(Beginning of Records)

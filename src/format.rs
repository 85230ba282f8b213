//! Converts result-set scalars into values a worksheet cell can hold.

use crate::model::{CellScalar, ResultSet};

/// A value ready to be written into a cell. `Empty` leaves the cell blank.
#[derive(Debug, Clone, PartialEq)]
pub enum WritableCell {
    Empty,
    Bool(bool),
    Number(f64),
    Text(String),
}

/// Display format for dates; round-trips to the same calendar date.
pub const DATE_FORMAT: &str = "%Y-%m-%d";

pub fn to_writable(scalar: &CellScalar) -> WritableCell {
    match scalar {
        CellScalar::Null => WritableCell::Empty,
        CellScalar::Bool(b) => WritableCell::Bool(*b),
        CellScalar::Number(n) => WritableCell::Number(*n),
        CellScalar::Text(s) => WritableCell::Text(s.clone()),
        CellScalar::Date(d) => WritableCell::Text(d.format(DATE_FORMAT).to_string()),
        CellScalar::DateTime(dt) => WritableCell::Text(dt.date().format(DATE_FORMAT).to_string()),
    }
}

/// Pure transformation: output has exactly one row per input row and one
/// value per column in every row.
pub fn to_writable_rows(result_set: &ResultSet) -> Vec<Vec<WritableCell>> {
    result_set
        .rows()
        .iter()
        .map(|row| row.iter().map(to_writable).collect())
        .collect()
}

(End of Records)

Could you reproduce every entry above exactly as written?

Your response
filename src/format.rs
repository 85230ba282f8b213
//! Converts result-set scalars into values a worksheet cell can hold.

use crate::model::{CellScalar, ResultSet};

/// A value ready to be written into a cell. `Empty` leaves the cell blank.
#[derive(Debug, Clone, PartialEq)]
pub enum WritableCell {
    Empty,
    Bool(bool),
    Number(f64),
    Text(String),
}

/// Display format for dates; round-trips to the same calendar date.
pub const DATE_FORMAT: &str = "%Y-%m-%d";

pub fn to_writable(scalar: &CellScalar) -> WritableCell {
    match scalar {
        CellScalar::Null => WritableCell::Empty,
        CellScalar::Bool(b) => WritableCell::Bool(*b),
        CellScalar::Number(n) => WritableCell::Number(*n),
        CellScalar::Text(s) => WritableCell::Text(s.clone()),
        CellScalar::Date(d) => WritableCell::Text(d.format(DATE_FORMAT).to_string()),
        CellScalar::DateTime(dt) => WritableCell::Text(dt.date().format(DATE_FORMAT).to_string()),
    }
}

/// Pure transformation: output has exactly one row per input row and one
/// value per column in every row.
pub fn to_writable_rows(result_set: &ResultSet) -> Vec<Vec<WritableCell>> {
    result_set
        .rows()
        .iter()
        .map(|row| row.iter().map(to_writable).collect())
        .collect()
}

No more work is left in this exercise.